**What is needed**
What is the number of lines below that contain the word "logged"? Give only that number.

+--

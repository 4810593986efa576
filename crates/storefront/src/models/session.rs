//! Session-related types.
//!
//! Types stored in the session for authentication state.

use serde::{Deserialize, Serialize};

use emerald_core::{Email, UserId};

use super::user::AuthorizedUser;

/// Session-stored user identity.
///
/// Minimal data stored in the session to identify the logged-in user.
#[derive(Debug, Clone, PartialEq, Eq, Serialize, Deserialize)]
pub struct CurrentUser {
    /// User's database ID.
    pub id: UserId,
    /// User's email address.
    pub email: Email,
    /// Display name.
    pub name: String,
}

impl From<&AuthorizedUser> for CurrentUser {
    fn from(user: &AuthorizedUser) -> Self {
        Self {
            id: user.id,
            email: user.email.clone(),
            name: format!("{} {}", user.first_name, user.last_name),
        }
    }
}

/// Session keys.
///
/// The client collections are stored under their own keys
/// (see [`crate::persistence::COLLECTION_KEYS`]).
pub mod keys {
    /// Key for storing the current logged-in user.
    pub const CURRENT_USER: &str = "current_user";
}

+--

**Your response**
2